▶ [Task objective]
Which of the lines below holds the string "options"? Copy every line that does.

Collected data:
= = = =

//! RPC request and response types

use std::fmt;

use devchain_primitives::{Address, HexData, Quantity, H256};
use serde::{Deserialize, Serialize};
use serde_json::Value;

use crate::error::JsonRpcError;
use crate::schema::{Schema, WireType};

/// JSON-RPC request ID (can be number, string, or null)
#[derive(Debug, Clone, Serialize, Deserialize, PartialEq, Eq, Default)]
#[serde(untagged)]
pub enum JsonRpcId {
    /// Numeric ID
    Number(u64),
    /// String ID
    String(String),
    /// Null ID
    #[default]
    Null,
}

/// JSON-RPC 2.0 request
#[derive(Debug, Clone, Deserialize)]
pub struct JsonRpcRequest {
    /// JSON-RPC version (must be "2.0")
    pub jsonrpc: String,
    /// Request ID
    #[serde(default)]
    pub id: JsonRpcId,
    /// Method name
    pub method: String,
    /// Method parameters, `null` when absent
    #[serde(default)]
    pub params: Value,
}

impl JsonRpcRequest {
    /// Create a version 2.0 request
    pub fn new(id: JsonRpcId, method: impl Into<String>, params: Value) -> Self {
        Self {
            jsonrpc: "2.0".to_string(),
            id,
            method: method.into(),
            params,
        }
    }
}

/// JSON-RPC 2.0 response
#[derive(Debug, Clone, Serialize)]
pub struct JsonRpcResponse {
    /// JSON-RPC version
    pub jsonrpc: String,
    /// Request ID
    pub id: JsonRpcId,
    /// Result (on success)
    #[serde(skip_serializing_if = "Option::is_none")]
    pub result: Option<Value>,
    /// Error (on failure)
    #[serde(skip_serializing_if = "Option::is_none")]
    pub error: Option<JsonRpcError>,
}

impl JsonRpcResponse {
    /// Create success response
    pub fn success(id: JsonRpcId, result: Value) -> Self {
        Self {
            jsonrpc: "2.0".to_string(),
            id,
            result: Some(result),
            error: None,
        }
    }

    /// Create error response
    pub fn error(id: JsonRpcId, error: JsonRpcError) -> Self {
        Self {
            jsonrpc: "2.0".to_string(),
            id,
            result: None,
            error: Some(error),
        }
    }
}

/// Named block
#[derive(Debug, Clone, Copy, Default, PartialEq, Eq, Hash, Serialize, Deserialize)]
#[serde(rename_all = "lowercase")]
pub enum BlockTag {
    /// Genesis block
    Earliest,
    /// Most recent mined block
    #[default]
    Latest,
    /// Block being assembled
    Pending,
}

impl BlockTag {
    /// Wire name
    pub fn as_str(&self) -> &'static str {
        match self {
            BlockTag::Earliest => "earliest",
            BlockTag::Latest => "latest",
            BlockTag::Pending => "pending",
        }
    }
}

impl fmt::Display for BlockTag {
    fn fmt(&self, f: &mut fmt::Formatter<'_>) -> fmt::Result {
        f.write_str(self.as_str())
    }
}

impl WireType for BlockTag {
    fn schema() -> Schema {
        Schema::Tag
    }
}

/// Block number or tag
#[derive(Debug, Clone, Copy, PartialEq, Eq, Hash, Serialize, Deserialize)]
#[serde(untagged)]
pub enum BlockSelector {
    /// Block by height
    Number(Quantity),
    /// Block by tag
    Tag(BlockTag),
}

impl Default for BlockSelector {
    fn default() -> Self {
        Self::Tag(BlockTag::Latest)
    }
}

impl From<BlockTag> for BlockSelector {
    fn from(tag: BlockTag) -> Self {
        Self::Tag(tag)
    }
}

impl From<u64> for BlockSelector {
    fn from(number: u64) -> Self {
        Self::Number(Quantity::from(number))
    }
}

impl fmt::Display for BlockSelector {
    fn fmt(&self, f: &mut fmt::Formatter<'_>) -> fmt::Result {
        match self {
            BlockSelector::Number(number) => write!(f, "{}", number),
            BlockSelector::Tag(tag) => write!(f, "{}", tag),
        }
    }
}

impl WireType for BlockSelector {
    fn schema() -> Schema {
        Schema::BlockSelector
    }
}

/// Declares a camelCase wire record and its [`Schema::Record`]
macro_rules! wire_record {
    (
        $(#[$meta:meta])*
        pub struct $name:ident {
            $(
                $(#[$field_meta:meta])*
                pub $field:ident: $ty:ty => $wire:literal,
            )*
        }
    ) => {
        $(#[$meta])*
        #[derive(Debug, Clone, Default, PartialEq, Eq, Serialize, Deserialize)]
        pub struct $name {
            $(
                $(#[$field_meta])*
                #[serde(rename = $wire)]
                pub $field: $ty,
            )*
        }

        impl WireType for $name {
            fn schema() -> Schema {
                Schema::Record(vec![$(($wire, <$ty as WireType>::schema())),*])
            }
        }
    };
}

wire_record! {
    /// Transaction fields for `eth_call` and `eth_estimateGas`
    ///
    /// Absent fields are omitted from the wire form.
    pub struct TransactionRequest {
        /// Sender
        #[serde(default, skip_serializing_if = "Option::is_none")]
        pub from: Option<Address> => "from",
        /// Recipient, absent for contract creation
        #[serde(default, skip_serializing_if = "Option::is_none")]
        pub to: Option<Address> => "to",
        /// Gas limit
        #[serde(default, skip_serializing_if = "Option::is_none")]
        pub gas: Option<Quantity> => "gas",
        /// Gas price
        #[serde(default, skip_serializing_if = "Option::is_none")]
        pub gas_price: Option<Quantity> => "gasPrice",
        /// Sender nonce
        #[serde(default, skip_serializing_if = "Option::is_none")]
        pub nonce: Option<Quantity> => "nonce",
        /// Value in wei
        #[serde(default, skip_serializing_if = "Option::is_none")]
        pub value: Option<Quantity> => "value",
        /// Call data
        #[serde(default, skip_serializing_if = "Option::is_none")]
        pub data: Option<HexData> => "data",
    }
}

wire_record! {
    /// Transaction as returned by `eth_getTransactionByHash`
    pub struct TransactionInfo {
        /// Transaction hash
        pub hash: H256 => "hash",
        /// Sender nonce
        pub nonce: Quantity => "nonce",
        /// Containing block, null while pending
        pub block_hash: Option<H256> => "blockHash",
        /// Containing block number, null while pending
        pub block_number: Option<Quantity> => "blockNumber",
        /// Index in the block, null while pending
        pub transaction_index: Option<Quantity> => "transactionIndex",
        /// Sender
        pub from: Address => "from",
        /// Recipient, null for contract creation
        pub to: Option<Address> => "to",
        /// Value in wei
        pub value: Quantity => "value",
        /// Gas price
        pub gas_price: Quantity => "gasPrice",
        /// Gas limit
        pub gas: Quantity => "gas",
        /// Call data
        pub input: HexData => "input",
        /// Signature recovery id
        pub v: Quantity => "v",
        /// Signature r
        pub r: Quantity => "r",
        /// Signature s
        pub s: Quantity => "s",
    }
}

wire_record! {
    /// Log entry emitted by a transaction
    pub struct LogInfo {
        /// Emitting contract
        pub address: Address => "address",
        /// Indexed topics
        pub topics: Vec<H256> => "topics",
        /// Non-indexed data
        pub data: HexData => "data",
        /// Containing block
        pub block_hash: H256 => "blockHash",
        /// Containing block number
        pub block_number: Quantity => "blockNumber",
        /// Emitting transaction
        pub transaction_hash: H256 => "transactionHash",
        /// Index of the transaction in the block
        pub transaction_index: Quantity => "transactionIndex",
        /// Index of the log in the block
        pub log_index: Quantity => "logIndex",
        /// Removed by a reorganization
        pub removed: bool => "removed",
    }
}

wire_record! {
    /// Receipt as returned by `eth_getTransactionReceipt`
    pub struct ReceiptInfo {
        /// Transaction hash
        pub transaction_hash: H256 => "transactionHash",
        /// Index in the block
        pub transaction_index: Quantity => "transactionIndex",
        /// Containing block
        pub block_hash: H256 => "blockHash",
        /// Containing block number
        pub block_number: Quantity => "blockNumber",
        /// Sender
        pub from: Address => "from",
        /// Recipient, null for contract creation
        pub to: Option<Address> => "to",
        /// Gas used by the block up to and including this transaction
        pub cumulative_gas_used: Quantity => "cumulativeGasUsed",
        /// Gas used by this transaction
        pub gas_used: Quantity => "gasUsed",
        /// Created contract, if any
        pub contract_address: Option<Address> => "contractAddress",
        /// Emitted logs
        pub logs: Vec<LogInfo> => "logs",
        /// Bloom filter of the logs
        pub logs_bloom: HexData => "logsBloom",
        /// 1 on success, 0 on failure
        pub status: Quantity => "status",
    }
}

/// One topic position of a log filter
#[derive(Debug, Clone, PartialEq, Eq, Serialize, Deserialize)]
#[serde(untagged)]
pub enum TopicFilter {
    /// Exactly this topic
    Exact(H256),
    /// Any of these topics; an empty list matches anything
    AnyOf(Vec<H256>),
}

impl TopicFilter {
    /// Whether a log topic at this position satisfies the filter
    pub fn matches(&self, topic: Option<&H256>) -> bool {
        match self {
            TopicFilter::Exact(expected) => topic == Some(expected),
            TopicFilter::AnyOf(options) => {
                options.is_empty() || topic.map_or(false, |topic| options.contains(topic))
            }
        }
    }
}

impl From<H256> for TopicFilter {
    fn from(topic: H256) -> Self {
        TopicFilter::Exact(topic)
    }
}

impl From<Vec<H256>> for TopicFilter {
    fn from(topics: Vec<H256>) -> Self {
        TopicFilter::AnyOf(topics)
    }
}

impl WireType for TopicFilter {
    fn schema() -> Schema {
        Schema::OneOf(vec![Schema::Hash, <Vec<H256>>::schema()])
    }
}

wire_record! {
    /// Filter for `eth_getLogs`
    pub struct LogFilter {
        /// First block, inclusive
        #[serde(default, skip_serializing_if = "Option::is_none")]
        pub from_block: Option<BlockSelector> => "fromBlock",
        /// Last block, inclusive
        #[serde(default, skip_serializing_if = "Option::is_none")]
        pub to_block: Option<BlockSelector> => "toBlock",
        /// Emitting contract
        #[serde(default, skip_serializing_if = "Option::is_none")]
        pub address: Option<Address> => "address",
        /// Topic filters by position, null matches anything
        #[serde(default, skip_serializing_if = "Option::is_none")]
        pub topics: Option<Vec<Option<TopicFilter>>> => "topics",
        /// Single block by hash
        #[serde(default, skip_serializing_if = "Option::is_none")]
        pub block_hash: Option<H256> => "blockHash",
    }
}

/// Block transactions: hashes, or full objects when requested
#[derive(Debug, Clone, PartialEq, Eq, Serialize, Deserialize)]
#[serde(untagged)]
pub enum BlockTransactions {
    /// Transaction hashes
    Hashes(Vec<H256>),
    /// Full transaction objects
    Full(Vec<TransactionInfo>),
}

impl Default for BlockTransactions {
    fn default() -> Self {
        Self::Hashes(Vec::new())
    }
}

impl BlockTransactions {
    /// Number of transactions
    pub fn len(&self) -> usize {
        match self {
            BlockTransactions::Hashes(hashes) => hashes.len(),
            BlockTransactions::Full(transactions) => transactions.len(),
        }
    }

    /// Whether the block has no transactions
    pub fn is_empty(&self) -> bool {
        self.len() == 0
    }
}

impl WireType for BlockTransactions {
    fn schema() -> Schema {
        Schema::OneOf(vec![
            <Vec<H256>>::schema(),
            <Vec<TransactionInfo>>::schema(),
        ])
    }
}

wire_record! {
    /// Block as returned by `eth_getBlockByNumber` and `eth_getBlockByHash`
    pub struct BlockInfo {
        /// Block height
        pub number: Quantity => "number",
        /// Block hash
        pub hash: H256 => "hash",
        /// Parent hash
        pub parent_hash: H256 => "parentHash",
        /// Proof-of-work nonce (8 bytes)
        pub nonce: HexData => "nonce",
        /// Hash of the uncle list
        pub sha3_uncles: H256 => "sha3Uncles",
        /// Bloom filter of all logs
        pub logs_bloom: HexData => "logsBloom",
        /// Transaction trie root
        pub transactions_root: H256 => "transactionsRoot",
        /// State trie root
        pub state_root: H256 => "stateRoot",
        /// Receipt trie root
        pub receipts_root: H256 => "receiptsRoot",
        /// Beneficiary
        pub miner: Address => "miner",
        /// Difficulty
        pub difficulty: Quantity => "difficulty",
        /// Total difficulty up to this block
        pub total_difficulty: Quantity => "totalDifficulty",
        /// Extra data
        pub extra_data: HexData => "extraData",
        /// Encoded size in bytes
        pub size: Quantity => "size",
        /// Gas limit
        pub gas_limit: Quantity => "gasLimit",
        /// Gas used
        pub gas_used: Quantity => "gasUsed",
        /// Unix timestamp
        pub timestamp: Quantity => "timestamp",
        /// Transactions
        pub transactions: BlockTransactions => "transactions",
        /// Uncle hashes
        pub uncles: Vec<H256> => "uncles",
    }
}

= = = =

▶ [Result]
            TopicFilter::AnyOf(options) => {
                options.is_empty() || topic.map_or(false, |topic| options.contains(topic))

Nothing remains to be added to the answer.